ASSIGNED TASK
Those lines of the data that hold the word "DatabaseColumnInfo" are to be copied out.

(Dataset entries)
▽
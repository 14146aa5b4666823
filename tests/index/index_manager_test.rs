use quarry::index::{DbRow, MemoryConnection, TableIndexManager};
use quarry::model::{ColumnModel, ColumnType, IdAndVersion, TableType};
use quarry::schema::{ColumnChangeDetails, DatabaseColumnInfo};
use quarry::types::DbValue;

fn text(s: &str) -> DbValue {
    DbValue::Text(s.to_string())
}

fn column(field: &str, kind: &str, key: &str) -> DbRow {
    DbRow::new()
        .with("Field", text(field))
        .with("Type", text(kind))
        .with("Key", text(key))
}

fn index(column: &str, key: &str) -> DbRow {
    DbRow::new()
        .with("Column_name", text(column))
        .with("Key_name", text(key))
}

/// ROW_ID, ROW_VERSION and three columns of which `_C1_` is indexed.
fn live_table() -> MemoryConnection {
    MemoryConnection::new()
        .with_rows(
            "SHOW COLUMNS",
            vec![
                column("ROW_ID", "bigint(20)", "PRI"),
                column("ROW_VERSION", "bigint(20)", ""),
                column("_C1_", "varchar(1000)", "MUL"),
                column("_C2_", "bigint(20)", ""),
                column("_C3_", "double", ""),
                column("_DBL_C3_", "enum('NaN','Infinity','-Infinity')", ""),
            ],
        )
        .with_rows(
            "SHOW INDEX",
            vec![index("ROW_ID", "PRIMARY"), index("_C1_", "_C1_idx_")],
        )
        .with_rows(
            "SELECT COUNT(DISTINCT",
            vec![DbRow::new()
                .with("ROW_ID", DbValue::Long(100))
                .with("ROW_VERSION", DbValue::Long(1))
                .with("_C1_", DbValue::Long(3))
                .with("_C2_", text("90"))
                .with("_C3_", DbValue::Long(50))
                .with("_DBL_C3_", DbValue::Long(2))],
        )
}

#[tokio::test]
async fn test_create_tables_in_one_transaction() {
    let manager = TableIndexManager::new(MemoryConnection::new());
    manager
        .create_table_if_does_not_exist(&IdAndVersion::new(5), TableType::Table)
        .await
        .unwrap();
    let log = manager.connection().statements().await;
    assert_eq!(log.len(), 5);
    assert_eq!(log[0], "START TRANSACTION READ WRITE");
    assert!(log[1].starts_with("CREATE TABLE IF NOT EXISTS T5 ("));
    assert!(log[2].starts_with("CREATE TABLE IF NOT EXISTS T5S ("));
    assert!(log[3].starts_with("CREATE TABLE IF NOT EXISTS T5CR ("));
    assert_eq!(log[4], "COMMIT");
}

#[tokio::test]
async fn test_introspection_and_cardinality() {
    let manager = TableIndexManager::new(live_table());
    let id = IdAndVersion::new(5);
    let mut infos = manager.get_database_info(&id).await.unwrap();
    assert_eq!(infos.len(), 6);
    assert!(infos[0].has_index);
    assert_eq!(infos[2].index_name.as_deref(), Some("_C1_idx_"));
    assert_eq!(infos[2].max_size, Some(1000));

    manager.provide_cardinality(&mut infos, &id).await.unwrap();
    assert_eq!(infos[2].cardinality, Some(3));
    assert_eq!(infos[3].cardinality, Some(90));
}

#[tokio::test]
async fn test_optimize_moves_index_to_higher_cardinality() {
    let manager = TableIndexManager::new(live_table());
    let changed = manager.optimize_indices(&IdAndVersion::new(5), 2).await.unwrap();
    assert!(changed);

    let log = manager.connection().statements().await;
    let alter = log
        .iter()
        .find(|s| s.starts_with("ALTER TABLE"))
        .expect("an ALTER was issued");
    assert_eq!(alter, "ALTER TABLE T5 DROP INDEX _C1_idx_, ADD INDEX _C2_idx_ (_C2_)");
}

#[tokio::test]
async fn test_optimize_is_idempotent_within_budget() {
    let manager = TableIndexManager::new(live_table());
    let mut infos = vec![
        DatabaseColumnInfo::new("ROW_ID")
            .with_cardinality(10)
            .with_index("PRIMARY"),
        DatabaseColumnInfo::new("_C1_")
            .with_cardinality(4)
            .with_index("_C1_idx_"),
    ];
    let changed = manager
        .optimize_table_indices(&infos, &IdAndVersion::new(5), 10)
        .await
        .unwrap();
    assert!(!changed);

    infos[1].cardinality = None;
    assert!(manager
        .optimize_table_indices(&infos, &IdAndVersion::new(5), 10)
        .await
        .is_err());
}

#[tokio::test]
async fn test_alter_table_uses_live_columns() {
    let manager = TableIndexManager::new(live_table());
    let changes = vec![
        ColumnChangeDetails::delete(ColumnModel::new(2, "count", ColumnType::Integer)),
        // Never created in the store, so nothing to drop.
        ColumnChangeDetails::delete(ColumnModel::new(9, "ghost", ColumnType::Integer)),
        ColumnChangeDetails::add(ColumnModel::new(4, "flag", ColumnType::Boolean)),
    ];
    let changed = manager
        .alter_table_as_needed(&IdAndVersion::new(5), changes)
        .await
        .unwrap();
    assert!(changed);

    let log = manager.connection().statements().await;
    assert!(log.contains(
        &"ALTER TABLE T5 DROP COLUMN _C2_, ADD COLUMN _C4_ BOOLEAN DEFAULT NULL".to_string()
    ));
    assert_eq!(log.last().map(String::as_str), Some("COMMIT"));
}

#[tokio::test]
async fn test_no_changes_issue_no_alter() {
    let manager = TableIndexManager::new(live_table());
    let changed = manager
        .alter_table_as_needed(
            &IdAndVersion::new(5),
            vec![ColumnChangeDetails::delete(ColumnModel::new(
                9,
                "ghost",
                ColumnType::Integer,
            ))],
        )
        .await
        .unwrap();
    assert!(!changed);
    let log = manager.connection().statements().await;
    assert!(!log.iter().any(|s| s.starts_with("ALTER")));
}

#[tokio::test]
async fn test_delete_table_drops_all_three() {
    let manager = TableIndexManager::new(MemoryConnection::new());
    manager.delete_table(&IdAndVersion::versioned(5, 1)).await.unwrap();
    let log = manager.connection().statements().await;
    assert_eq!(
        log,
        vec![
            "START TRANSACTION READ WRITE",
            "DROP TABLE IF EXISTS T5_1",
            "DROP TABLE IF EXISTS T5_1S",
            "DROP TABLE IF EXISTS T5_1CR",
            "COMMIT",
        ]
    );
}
△
ANSWER TO THIS TASK
use quarry::schema::{ColumnChangeDetails, DatabaseColumnInfo};
        DatabaseColumnInfo::new("ROW_ID")
        DatabaseColumnInfo::new("_C1_")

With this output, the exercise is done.